The issue of justice for terrorists is once again before us.
It is good to hear that the resolute answer from the highest levels of our government is that there will be no deals, neither for the leaders of al-Qaida, nor for the murderous Taliban regime that has harbored them.
This includes Mullah Muhammed Omar, the Taliban leader.
Defense Secretary Donald Rumsfeld, who is emerging as one of the standout performers of the Bush administration, is quite clear on the subject.
"If you're asking, would an arrangement with Omar, where he could, quote, 'live in dignity' in the Kandahar area or some place in Afghanistan be consistent with what I have said, the answer is no," Rumsfeld told a Pentagon news conference.
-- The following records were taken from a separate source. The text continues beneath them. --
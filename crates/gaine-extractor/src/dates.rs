//! Date phrase resolution
//!
//! Turns the date expressions people actually say into `YYYY-MM-DD`:
//!
//! 1. already canonical `2025-10-01`
//! 2. numeric `01-10-2025`, `1/10/25` (one separator kind per token, two-digit years are `20YY`)
//! 3. textual `1er mars 2025`, `premier mars 2025`, `15 février 2025`
//!
//! Day and month are bounded (1-31, 1-12) but not checked against a
//! calendar, so `31 février 2025` resolves to `2025-02-31`.

use crate::normalize::fold;
use gaine_domain::IsoDate;
use once_cell::sync::Lazy;
use regex::Regex;

/// French month names, accent-folded, in calendar order
pub const MONTHS: [&str; 12] = [
    "janvier", "fevrier", "mars", "avril", "mai", "juin",
    "juillet", "aout", "septembre", "octobre", "novembre", "decembre",
];

/// Regex fragment matching any date phrase surface form inside a sentence
pub(crate) const DATE_PHRASE: &str =
    r"\d{4}-\d{2}-\d{2}|\d{1,2}[/-]\d{1,2}[/-]\d{2,4}|(?:1er|premier|\d{1,2})\s+\w+\s+\d{4}";

static CANONICAL: Lazy<Regex> = Lazy::new(|| Regex::new(r"^(\d{4})-(\d{2})-(\d{2})$").unwrap());

static NUMERIC: Lazy<Regex> =
    Lazy::new(|| Regex::new(r"^(\d{1,2})([/-])(\d{1,2})([/-])(\d{4}|\d{2})$").unwrap());

static TEXTUAL: Lazy<Regex> =
    Lazy::new(|| Regex::new(r"^(1er|premier|\d{1,2})\s+(\w+)\s+(\d{4})$").unwrap());

/// Resolve a French date phrase to an ISO calendar date
///
/// Returns `None` when no surface form matches or a component is out of
/// range; never fails otherwise.
///
/// # Examples
///
/// ```
/// use gaine_extractor::dates::resolve_date;
///
/// assert_eq!(resolve_date("01-10-2025").unwrap().as_str(), "2025-10-01");
/// assert_eq!(resolve_date("1er mars 2025").unwrap().as_str(), "2025-03-01");
/// assert_eq!(resolve_date("15 Février 2025").unwrap().as_str(), "2025-02-15");
/// assert!(resolve_date("demain").is_none());
/// ```
pub fn resolve_date(phrase: &str) -> Option<IsoDate> {
    let phrase = fold(phrase);
    let phrase = phrase.trim_end_matches(['.', ',', ';', '!', '?']);

    if let Some(caps) = CANONICAL.captures(phrase) {
        let year: u32 = caps[1].parse().ok()?;
        let month: u32 = caps[2].parse().ok()?;
        let day: u32 = caps[3].parse().ok()?;
        return build(year, month, day);
    }

    if let Some(caps) = NUMERIC.captures(phrase) {
        if caps[2] != caps[4] {
            return None;
        }
        let day: u32 = caps[1].parse().ok()?;
        let month: u32 = caps[3].parse().ok()?;
        let year = expand_year(&caps[5])?;
        return build(year, month, day);
    }

    if let Some(caps) = TEXTUAL.captures(phrase) {
        let day = match &caps[1] {
            "1er" | "premier" => 1,
            digits => digits.parse().ok()?,
        };
        let month = month_number(&caps[2])?;
        let year: u32 = caps[3].parse().ok()?;
        return build(year, month, day);
    }

    None
}

/// Month number (1-12) for a French month name, accents optional
///
/// ```
/// use gaine_extractor::dates::month_number;
///
/// assert_eq!(month_number("août"), Some(8));
/// assert_eq!(month_number("aout"), Some(8));
/// assert_eq!(month_number("march"), None);
/// ```
pub fn month_number(name: &str) -> Option<u32> {
    let folded = fold(name);
    MONTHS
        .iter()
        .position(|month| *month == folded)
        .map(|idx| idx as u32 + 1)
}

fn expand_year(digits: &str) -> Option<u32> {
    let year: u32 = digits.parse().ok()?;
    if digits.len() == 2 {
        Some(2000 + year)
    } else {
        Some(year)
    }
}

fn build(year: u32, month: u32, day: u32) -> Option<IsoDate> {
    if (1..=12).contains(&month) && (1..=31).contains(&day) {
        Some(IsoDate::from_ymd(year, month, day))
    } else {
        None
    }
}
Rumsfeld was asked whether there was any acceptable outcome other than bringing Omar and Osama bin Laden to U.S. justice. He said he couldn't think of one. Of course there never has been any other sensible recourse.
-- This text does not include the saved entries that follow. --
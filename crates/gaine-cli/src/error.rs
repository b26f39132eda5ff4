//! Error types for the CLI application.

use thiserror::Error;

/// Result type alias for CLI operations.
pub type Result<T> = std::result::Result<T, CliError>;

/// CLI-specific errors.
#[derive(Debug, Error)]
pub enum CliError {
    /// Configuration error
    #[error("Configuration error: {0}")]
    Config(String),

    /// Extractor setup error
    #[error("Extractor error: {0}")]
    Extractor(#[from] gaine_extractor::ExtractorError),

    /// Transcription gate setup error
    #[error("Gate error: {0}")]
    Gate(#[from] gaine_gate::GateError),

    /// Language-model provider setup error
    #[error("LLM error: {0}")]
    Llm(#[from] gaine_llm::LlmError),

    /// Downstream router error
    #[error("Router error: {0}")]
    Router(String),

    /// I/O error
    #[error("I/O error: {0}")]
    Io(#[from] std::io::Error),

    /// Serialization error
    #[error("Serialization error: {0}")]
    Serialization(#[from] serde_json::Error),

    /// TOML parsing error
    #[error("TOML parsing error: {0}")]
    Toml(#[from] toml::de::Error),

    /// Invalid input
    #[error("Invalid input: {0}")]
    InvalidInput(String),
}
//! Language-model extraction strategy

use crate::error::ExtractorError;
use crate::parser::parse_model_response;
use crate::prompt::{EXTRACTION_INSTRUCTIONS, RESPONSE_SCHEMA};
use crate::strategy::{ExtractionStrategy, StrategyKind};
use async_trait::async_trait;
use gaine_domain::{LlmProvider, StructuredQuery};
use std::time::Duration;
use tokio::time::timeout;
use tracing::{debug, warn};

/// Delegates extraction to a schema-constrained model call
///
/// A single request is made per utterance. Transport errors, timeouts,
/// unparseable output and incomplete output all count as "no match".
pub struct ModelExtractor<L> {
    provider: L,
    timeout: Duration,
}

impl<L> ModelExtractor<L>
where
    L: LlmProvider,
{
    /// Create a model extractor with a per-call time budget
    pub fn new(provider: L, timeout: Duration) -> Self {
        Self { provider, timeout }
    }

    /// Run the model and normalise its answer
    pub async fn try_extract(&self, text: &str) -> Result<StructuredQuery, ExtractorError> {
        let response = timeout(
            self.timeout,
            self.provider
                .generate_structured(EXTRACTION_INSTRUCTIONS, text, RESPONSE_SCHEMA),
        )
        .await
        .map_err(|_| ExtractorError::Timeout)?
        .map_err(|e| ExtractorError::Llm(e.to_string()))?;

        debug!("Model '{}' response length: {} chars", self.provider.model_name(), response.len());

        parse_model_response(&response)
    }
}

#[async_trait]
impl<L> ExtractionStrategy for ModelExtractor<L>
where
    L: LlmProvider,
{
    fn kind(&self) -> StrategyKind {
        StrategyKind::Model
    }

    async fn extract(&self, text: &str) -> Option<StructuredQuery> {
        match self.try_extract(text).await {
            Ok(query) => Some(query),
            Err(e @ (ExtractorError::Llm(_) | ExtractorError::Timeout)) => {
                warn!("Model extraction unavailable: {}", e);
                None
            }
            Err(e) => {
                debug!("Model extraction rejected: {}", e);
                None
            }
        }
    }
}
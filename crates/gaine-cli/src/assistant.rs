//! Voice assistant pipeline: transcript, extraction, decision, reply.

use crate::error::{CliError, Result};
use crate::messages::{MISSING_GAINE_PROMPT, MISSING_INTENT_PROMPT, TRANSCRIPTION_UNAVAILABLE};
use gaine_domain::{AudioClip, QueryRouter, Transcriber};
use gaine_extractor::{Orchestrator, Outcome};
use gaine_gate::GatedTranscriber;
use tracing::info;

/// Turns one utterance into one reply.
///
/// Clarification prompts and the unavailable-transcription message are
/// decided here; the router only ever sees complete queries.
pub struct Assistant<T: Transcriber, R: QueryRouter> {
    transcriber: GatedTranscriber<T>,
    orchestrator: Orchestrator,
    router: R,
}

impl<T: Transcriber, R: QueryRouter> Assistant<T, R> {
    /// Create an assistant.
    pub fn new(transcriber: GatedTranscriber<T>, orchestrator: Orchestrator, router: R) -> Self {
        Self {
            transcriber,
            orchestrator,
            router,
        }
    }

    /// Reply to a spoken question.
    pub async fn handle_audio(&self, caller: &str, clip: &AudioClip) -> Result<String> {
        let transcript = self.transcriber.transcribe(clip).await;
        if transcript.is_empty() {
            info!(caller, "Transcription unavailable");
            return Ok(TRANSCRIPTION_UNAVAILABLE.to_string());
        }
        self.handle_text(caller, transcript.text()).await
    }

    /// Reply to a written (or already transcribed) question.
    pub async fn handle_text(&self, caller: &str, text: &str) -> Result<String> {
        let resolution = self.orchestrator.run(text).await;
        let outcome = Outcome::decide(resolution.query);
        info!(caller, source = %resolution.source, outcome = outcome.label(), "Utterance resolved");

        match outcome {
            Outcome::MissingIntent => Ok(MISSING_INTENT_PROMPT.to_string()),
            Outcome::MissingGaine => Ok(MISSING_GAINE_PROMPT.to_string()),
            Outcome::Ready(query) => self
                .router
                .route(&query, caller)
                .await
                .map_err(|e| CliError::Router(e.to_string())),
        }
    }
}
If either or both become casualties of this conflict, dead somewhere in Central Asia, that will be understood as the regrettable but hardly avoidable result of the deadly business they so foolishly and recklessly launched against us.
Should they be taken alive, they should be brought back here to stand trial before one of Rumsfeld's military tribunals before their appointment with the hangman.
This is, after all, a war, and the noose is what we prepared for war criminals from Japan and Germany alike some 55 years ago. It should be the same with their grisly successors as the first war criminals of the 21st century.